Start of DATA FOR THE TASK

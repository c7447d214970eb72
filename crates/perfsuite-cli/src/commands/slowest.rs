// Dweve Perfsuite - Benchmark Suite Inspection Toolkit
//
// Copyright (c) 2025 Dweve IP B.V. and individual contributors.
//
// SPDX-License-Identifier: Apache-2.0
//
// Licensed under the Apache License, Version 2.0 (the "License");
// you may not use this file except in compliance with the License.
// You may obtain a copy of the License in the LICENSE file at the
// root of this repository or at: http://www.apache.org/licenses/LICENSE-2.0
//
// Unless required by applicable law or agreed to in writing, software
// distributed under the License is distributed on an "AS IS" BASIS,
// WITHOUT WARRANTIES OR CONDITIONS OF ANY KIND, either express or implied.
// See the License for the specific language governing permissions and
// limitations under the License.

//! Slowest command - benchmarks that took most of the time

use super::{load_suites, print_lines};
use crate::error::CliError;
use crate::render::title;
use perfsuite_core::format::format_timedelta;
use perfsuite_core::{Benchmark, SuiteCollection};
use std::path::PathBuf;

pub fn slowest(files: &[PathBuf], name: Option<&str>, count: usize) -> Result<(), CliError> {
    let data = load_suites(files, name)?;
    print_lines(&slowest_lines(&data, count))?;
    Ok(())
}

/// Top `count` benchmarks of each suite by total duration, longest first.
pub fn slowest_lines(data: &SuiteCollection, count: usize) -> Vec<String> {
    let use_titles = data.suite_count() > 1;
    let mut lines = Vec::new();
    for entry in data.iter_suites() {
        if use_titles {
            lines.extend(title(&entry.label, 1));
        }

        let mut benchmarks: Vec<(f64, &Benchmark)> = entry
            .suite
            .benchmarks()
            .iter()
            .map(|b| (b.total_duration(), b))
            .collect();
        benchmarks.sort_by(|a, b| b.0.total_cmp(&a.0));

        for (rank, (duration, benchmark)) in benchmarks.into_iter().take(count).enumerate() {
            lines.push(format!(
                "#{}: {} ({})",
                rank + 1,
                benchmark.display_name(),
                format_timedelta(duration)
            ));
        }
    }
    lines
}

#[cfg(test)]
mod tests {
    use super::*;
    use perfsuite_core::{BenchmarkSuite, Run};

    #[test]
    fn test_slowest_order_and_limit() {
        let bench =
            |name: &str, total: f64| Benchmark::new(Some(name), vec![Run::new(vec![total])]);
        let mut data = SuiteCollection::new();
        data.push(
            BenchmarkSuite::new(
                "a.json",
                vec![bench("fast", 0.5), bench("slow", 3.0), bench("medium", 1.5)],
            )
            .unwrap(),
        );

        assert_eq!(
            slowest_lines(&data, 2),
            vec!["#1: slow (3.00 sec)", "#2: medium (1.50 sec)"]
        );
        assert_eq!(slowest_lines(&data, 10).len(), 3);
    }
}
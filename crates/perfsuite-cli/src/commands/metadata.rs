// Dweve Perfsuite - Benchmark Suite Inspection Toolkit
//
// Copyright (c) 2025 Dweve IP B.V. and individual contributors.
//
// SPDX-License-Identifier: Apache-2.0
//
// Licensed under the Apache License, Version 2.0 (the "License");
// you may not use this file except in compliance with the License.
// You may obtain a copy of the License in the LICENSE file at the
// root of this repository or at: http://www.apache.org/licenses/LICENSE-2.0
//
// Unless required by applicable law or agreed to in writing, software
// distributed under the License is distributed on an "AS IS" BASIS,
// WITHOUT WARRANTIES OR CONDITIONS OF ANY KIND, either express or implied.
// See the License for the specific language governing permissions and
// limitations under the License.

//! Metadata command - describe the host benchmarks would run on

use super::print_lines;
use crate::error::CliError;
use crate::render::metadata_lines;
use crate::system::{host_metadata, SystemConfig};

/// Print host metadata, as text or as a JSON object.
pub fn metadata(json: bool) -> Result<(), CliError> {
    let metadata = host_metadata(&SystemConfig::default());
    if json {
        print_lines(&[serde_json::to_string_pretty(&metadata)?])
    } else {
        print_lines(&metadata_lines(&metadata, None))
    }
}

End of DATA FOR THE TASK

__TASK PROMPT__
With no line skipped, repeat the records exactly.

__PROBLEM SOLUTION__
repository c7447d214970eb72
filename crates/perfsuite-cli/src/commands/slowest.rs
// Dweve Perfsuite - Benchmark Suite Inspection Toolkit
//
// Copyright (c) 2025 Dweve IP B.V. and individual contributors.
//
// SPDX-License-Identifier: Apache-2.0
//
// Licensed under the Apache License, Version 2.0 (the "License");
// you may not use this file except in compliance with the License.
// You may obtain a copy of the License in the LICENSE file at the
// root of this repository or at: http://www.apache.org/licenses/LICENSE-2.0
//
// Unless required by applicable law or agreed to in writing, software
// distributed under the License is distributed on an "AS IS" BASIS,
// WITHOUT WARRANTIES OR CONDITIONS OF ANY KIND, either express or implied.
// See the License for the specific language governing permissions and
// limitations under the License.

//! Slowest command - benchmarks that took most of the time

use super::{load_suites, print_lines};
use crate::error::CliError;
use crate::render::title;
use perfsuite_core::format::format_timedelta;
use perfsuite_core::{Benchmark, SuiteCollection};
use std::path::PathBuf;

pub fn slowest(files: &[PathBuf], name: Option<&str>, count: usize) -> Result<(), CliError> {
    let data = load_suites(files, name)?;
    print_lines(&slowest_lines(&data, count))?;
    Ok(())
}

/// Top `count` benchmarks of each suite by total duration, longest first.
pub fn slowest_lines(data: &SuiteCollection, count: usize) -> Vec<String> {
    let use_titles = data.suite_count() > 1;
    let mut lines = Vec::new();
    for entry in data.iter_suites() {
        if use_titles {
            lines.extend(title(&entry.label, 1));
        }

        let mut benchmarks: Vec<(f64, &Benchmark)> = entry
            .suite
            .benchmarks()
            .iter()
            .map(|b| (b.total_duration(), b))
            .collect();
        benchmarks.sort_by(|a, b| b.0.total_cmp(&a.0));

        for (rank, (duration, benchmark)) in benchmarks.into_iter().take(count).enumerate() {
            lines.push(format!(
                "#{}: {} ({})",
                rank + 1,
                benchmark.display_name(),
                format_timedelta(duration)
            ));
        }
    }
    lines
}

#[cfg(test)]
mod tests {
    use super::*;
    use perfsuite_core::{BenchmarkSuite, Run};

    #[test]
    fn test_slowest_order_and_limit() {
        let bench =
            |name: &str, total: f64| Benchmark::new(Some(name), vec![Run::new(vec![total])]);
        let mut data = SuiteCollection::new();
        data.push(
            BenchmarkSuite::new(
                "a.json",
                vec![bench("fast", 0.5), bench("slow", 3.0), bench("medium", 1.5)],
            )
            .unwrap(),
        );

        assert_eq!(
            slowest_lines(&data, 2),
            vec!["#1: slow (3.00 sec)", "#2: medium (1.50 sec)"]
        );
        assert_eq!(slowest_lines(&data, 10).len(), 3);
    }
}
filename crates/perfsuite-cli/src/commands/metadata.rs
// Dweve Perfsuite - Benchmark Suite Inspection Toolkit
//
// Copyright (c) 2025 Dweve IP B.V. and individual contributors.
//
// SPDX-License-Identifier: Apache-2.0
//
// Licensed under the Apache License, Version 2.0 (the "License");
// you may not use this file except in compliance with the License.
// You may obtain a copy of the License in the LICENSE file at the
// root of this repository or at: http://www.apache.org/licenses/LICENSE-2.0
//
// Unless required by applicable law or agreed to in writing, software
// distributed under the License is distributed on an "AS IS" BASIS,
// WITHOUT WARRANTIES OR CONDITIONS OF ANY KIND, either express or implied.
// See the License for the specific language governing permissions and
// limitations under the License.

//! Metadata command - describe the host benchmarks would run on

use super::print_lines;
use crate::error::CliError;
use crate::render::metadata_lines;
use crate::system::{host_metadata, SystemConfig};

/// Print host metadata, as text or as a JSON object.
pub fn metadata(json: bool) -> Result<(), CliError> {
    let metadata = host_metadata(&SystemConfig::default());
    if json {
        print_lines(&[serde_json::to_string_pretty(&metadata)?])
    } else {
        print_lines(&metadata_lines(&metadata, None))
    }
}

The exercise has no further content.